Marked survival prolongation of mice bearing a transplantable colon adenocarcinoma by treatment with radioactive platinum-[125I]histamine complex. Preliminary report.

BACKGROUND Recently, a new PtCl2-histamine complex, and its radioactive analogues labelled with I-131 and I-125 have been synthesised and investigated both in vitro and in vivo. In this preliminary report the survival rate of radioactive platinum-[125I] histamine therapy in tumour-bearing mice is demonstrated. MATERIAL AND METHODS A murine model of transplantable colon adenocarcinoma (C38) in C57BL/6 mice (15 days postimplantation) was used for the experiment. Three groups of animals were treated every 2-3 days with five intraperitoneal injections of the following preparations: PtCl2Hist (total dose of Pt--125 micromol/kg), PtCl2[125I]Hist (total dose of I-125--4.2 MBq; Pt--13 micromol/kg), and "Active/Cold"--PtCl2[125I]Hist/PtCl2Hist (I-125--4.2 MBq; Pt--125 micromol/kg). A solution of 15% dimethylformamide in saline was applied to the control group. A survival analysis with the Kaplan-Meier estimation of survival curves and a statistical comparison by a log-rank test was applied to evaluate the anticancer activity of the tested preparations. RESULTS Treatment of the animals with platinum-histamine preparations resulted in a significant prolongation of survivals, especially if the radioactive complex with carrier-added PtCl2Hist (p < 0.005) was applied. The highest, almost a 60% prolongation of survival was observed in the Active/Cold group (MStr/MScon ratio = 1.58, 95% CI 1.22-1.93). For this group there was the lowest risk of death (hazard ratio HR = 0.29), whereas HR = 0.45 and 0.47 were found in the animals treated with unattended PtCl2Hist and 125I-labelled complex, respectively.
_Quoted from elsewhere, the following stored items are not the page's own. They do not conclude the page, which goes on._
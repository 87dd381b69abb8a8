use std::io::ErrorKind;
use std::path::{Component, Path, PathBuf};

use anyhow::{Context, Result};
use async_trait::async_trait;
use tokio::fs;
use tokio::io::{AsyncWrite, AsyncWriteExt};
use tracing::{debug, warn};
use wm_core::ports::{ImageError, ImageStorePort};
use wm_core::ImageRef;

const FILE_PREFIX: &str = "img_";
const FILE_EXTENSION: &str = "jpg";
const NAME_ATTEMPTS: usize = 8;

/// Full-resolution recipe images as individual files in one directory.
pub struct FsImageStore {
    dir: PathBuf,
}

impl FsImageStore {
    /// Images are written directly under `dir`, which is created on first save.
    pub fn new(dir: PathBuf) -> Self {
        Self { dir }
    }

    pub fn dir(&self) -> &Path {
        &self.dir
    }

    fn path_for(&self, image_ref: &ImageRef) -> Result<PathBuf, ImageError> {
        validate_image_ref(image_ref.as_str())?;
        Ok(self.dir.join(image_ref.as_str()))
    }

    async fn write_new(&self, encoded: &[u8]) -> Result<ImageRef> {
        fs::create_dir_all(&self.dir)
            .await
            .with_context(|| format!("create image dir {}", self.dir.display()))?;

        for _ in 0..NAME_ATTEMPTS {
            let name = generate_file_name();
            let path = self.dir.join(&name);
            let file = match fs::OpenOptions::new()
                .write(true)
                .create_new(true)
                .open(&path)
                .await
            {
                Ok(file) => file,
                Err(e) if e.kind() == ErrorKind::AlreadyExists => continue,
                Err(e) => {
                    return Err(e).with_context(|| format!("create {}", path.display()));
                }
            };
            write_or_discard(file, &path, encoded).await?;
            return Ok(ImageRef::new(name));
        }

        anyhow::bail!("no free image file name after {NAME_ATTEMPTS} attempts")
    }
}

/// Write `encoded` through `writer`; on failure the file at `path` is removed
/// so no partial image is left behind.
async fn write_or_discard<W>(mut writer: W, path: &Path, encoded: &[u8]) -> Result<()>
where
    W: AsyncWrite + Unpin,
{
    let written = async {
        writer.write_all(encoded).await?;
        writer.flush().await
    }
    .await;

    if let Err(e) = written {
        drop(writer);
        if let Err(rm) = fs::remove_file(path).await {
            warn!(path = %path.display(), error = %rm, "Failed to remove partial image");
        }
        return Err(e).with_context(|| format!("write {}", path.display()));
    }
    Ok(())
}

/// `img_` followed by eight hex characters taken from a random UUID.
fn generate_file_name() -> String {
    let id = uuid::Uuid::new_v4().simple().to_string();
    format!("{FILE_PREFIX}{}.{FILE_EXTENSION}", &id[..8])
}

/// A reference must name a single file inside the store directory.
fn validate_image_ref(name: &str) -> Result<(), ImageError> {
    let mut components = Path::new(name).components();
    match (components.next(), components.next()) {
        (Some(Component::Normal(part)), None) if part == name => Ok(()),
        _ => Err(ImageError::InvalidRef(name.to_string())),
    }
}

#[async_trait]
impl ImageStorePort for FsImageStore {
    async fn save_original(&self, encoded: &[u8]) -> Result<ImageRef, ImageError> {
        let image_ref = self
            .write_new(encoded)
            .await
            .map_err(|e| ImageError::Store(format!("{e:#}")))?;
        debug!(image_ref = %image_ref, bytes = encoded.len(), "Saved original image");
        Ok(image_ref)
    }

    async fn load_original(&self, image_ref: &ImageRef) -> Result<Option<Vec<u8>>, ImageError> {
        let path = self.path_for(image_ref)?;
        match fs::read(&path).await {
            Ok(bytes) => Ok(Some(bytes)),
            Err(e) if e.kind() == ErrorKind::NotFound => Ok(None),
            Err(e) => Err(ImageError::Store(format!("read {}: {e}", path.display()))),
        }
    }

    async fn delete_original(&self, image_ref: &ImageRef) -> Result<(), ImageError> {
        let path = self.path_for(image_ref)?;
        fs::remove_file(&path)
            .await
            .map_err(|e| ImageError::Store(format!("remove {}: {e}", path.display())))?;
        debug!(image_ref = %image_ref, "Deleted original image");
        Ok(())
    }
}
CONCLUSION The significant enhancement of in vivo anti-cancer activity by a concomitant combination of the therapeutic factors, i.e. cytotoxic/cytostatic activity of the platinum(II)-histamine and the Auger electrons effects generated by the attached I-125 radionuclide, was found on the murine model of transplantable colon adenocarcinoma.